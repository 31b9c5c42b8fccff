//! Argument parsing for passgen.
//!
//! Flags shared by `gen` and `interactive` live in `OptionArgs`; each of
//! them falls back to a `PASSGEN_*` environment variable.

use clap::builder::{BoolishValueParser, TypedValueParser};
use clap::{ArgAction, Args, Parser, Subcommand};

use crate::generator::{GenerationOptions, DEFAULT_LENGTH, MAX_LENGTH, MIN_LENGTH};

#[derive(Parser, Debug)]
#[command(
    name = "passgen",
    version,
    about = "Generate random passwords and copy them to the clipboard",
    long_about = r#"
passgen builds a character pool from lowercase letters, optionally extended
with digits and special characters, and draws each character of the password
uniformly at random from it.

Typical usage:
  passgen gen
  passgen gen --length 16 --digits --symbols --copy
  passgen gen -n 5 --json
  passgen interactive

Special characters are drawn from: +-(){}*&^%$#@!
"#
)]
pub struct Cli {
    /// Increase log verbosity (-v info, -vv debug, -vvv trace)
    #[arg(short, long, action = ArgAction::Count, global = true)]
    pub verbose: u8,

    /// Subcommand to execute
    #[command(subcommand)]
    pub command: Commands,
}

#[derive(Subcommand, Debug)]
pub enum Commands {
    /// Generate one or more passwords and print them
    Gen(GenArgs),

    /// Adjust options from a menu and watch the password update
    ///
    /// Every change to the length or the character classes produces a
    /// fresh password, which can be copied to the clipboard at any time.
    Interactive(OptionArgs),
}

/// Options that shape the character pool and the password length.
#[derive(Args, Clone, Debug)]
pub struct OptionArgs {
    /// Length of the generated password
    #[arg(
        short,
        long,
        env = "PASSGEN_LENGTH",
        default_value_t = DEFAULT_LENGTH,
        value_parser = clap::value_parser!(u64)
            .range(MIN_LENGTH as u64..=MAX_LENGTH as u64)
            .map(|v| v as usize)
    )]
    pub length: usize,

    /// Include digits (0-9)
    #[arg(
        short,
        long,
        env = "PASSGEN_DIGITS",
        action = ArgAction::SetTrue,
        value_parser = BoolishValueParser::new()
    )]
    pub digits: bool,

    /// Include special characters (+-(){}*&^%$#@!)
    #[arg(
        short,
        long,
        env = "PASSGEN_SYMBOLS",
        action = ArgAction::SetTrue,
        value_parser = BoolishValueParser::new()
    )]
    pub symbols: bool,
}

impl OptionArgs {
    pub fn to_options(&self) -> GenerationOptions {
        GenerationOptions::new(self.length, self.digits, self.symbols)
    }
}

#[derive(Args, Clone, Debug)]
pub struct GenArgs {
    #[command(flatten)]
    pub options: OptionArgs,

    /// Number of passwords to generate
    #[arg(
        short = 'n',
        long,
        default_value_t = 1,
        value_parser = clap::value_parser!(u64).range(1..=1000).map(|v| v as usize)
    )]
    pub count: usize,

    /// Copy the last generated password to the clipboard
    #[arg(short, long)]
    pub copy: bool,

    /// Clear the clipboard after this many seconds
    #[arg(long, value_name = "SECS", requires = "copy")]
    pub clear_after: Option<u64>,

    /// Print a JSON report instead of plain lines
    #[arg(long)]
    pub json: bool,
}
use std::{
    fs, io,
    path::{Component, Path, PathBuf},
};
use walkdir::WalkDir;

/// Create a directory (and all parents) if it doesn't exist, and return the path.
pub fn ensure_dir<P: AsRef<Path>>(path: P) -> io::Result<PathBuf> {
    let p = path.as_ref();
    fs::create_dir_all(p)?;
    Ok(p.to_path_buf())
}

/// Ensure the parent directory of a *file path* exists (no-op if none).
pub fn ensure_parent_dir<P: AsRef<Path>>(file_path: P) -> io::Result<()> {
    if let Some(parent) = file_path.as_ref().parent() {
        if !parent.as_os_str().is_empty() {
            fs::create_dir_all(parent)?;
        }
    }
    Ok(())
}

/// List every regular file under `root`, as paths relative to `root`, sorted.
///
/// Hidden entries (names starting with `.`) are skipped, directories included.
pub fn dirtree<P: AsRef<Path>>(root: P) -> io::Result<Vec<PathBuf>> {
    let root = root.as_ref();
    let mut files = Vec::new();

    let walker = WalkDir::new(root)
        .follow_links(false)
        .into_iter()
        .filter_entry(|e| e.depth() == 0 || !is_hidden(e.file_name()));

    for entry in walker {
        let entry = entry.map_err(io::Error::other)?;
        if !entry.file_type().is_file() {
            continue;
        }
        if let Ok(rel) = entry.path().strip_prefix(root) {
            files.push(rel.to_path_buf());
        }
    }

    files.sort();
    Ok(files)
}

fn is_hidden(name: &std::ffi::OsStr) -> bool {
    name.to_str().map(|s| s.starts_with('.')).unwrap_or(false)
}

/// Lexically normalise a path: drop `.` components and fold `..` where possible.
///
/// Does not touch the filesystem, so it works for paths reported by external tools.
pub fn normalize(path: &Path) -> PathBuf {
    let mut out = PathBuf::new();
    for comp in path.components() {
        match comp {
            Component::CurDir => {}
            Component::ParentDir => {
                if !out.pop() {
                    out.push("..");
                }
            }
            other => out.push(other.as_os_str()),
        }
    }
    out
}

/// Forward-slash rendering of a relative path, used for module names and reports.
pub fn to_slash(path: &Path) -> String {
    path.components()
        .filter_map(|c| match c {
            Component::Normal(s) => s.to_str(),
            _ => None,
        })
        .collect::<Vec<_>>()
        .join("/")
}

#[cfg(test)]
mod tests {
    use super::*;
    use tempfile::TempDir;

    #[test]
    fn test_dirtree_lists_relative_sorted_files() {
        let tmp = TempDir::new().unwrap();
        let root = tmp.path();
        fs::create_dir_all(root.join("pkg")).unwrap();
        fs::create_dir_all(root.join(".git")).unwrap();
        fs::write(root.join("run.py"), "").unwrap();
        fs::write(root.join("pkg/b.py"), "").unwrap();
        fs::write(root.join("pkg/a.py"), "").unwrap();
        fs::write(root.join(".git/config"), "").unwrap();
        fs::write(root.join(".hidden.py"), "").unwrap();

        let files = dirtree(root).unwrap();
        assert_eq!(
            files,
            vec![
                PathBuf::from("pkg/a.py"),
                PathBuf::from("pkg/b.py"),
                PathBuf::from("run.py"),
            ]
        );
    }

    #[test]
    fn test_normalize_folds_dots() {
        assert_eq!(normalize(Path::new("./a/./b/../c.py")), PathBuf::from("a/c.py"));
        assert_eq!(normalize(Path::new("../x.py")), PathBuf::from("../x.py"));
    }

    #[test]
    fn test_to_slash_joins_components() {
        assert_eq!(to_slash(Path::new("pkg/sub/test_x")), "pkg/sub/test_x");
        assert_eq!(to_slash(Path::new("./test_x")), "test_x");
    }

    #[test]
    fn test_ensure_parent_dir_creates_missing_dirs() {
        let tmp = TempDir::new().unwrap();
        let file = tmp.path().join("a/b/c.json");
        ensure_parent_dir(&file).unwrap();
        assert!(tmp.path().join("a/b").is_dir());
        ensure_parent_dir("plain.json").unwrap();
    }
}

☆ ☆ ☆

▶ [Exercise brief]: Read through the entries and copy each line in which "WalkDir" appears.

▶ [Completed exercise]:
use walkdir::WalkDir;
    let walker = WalkDir::new(root)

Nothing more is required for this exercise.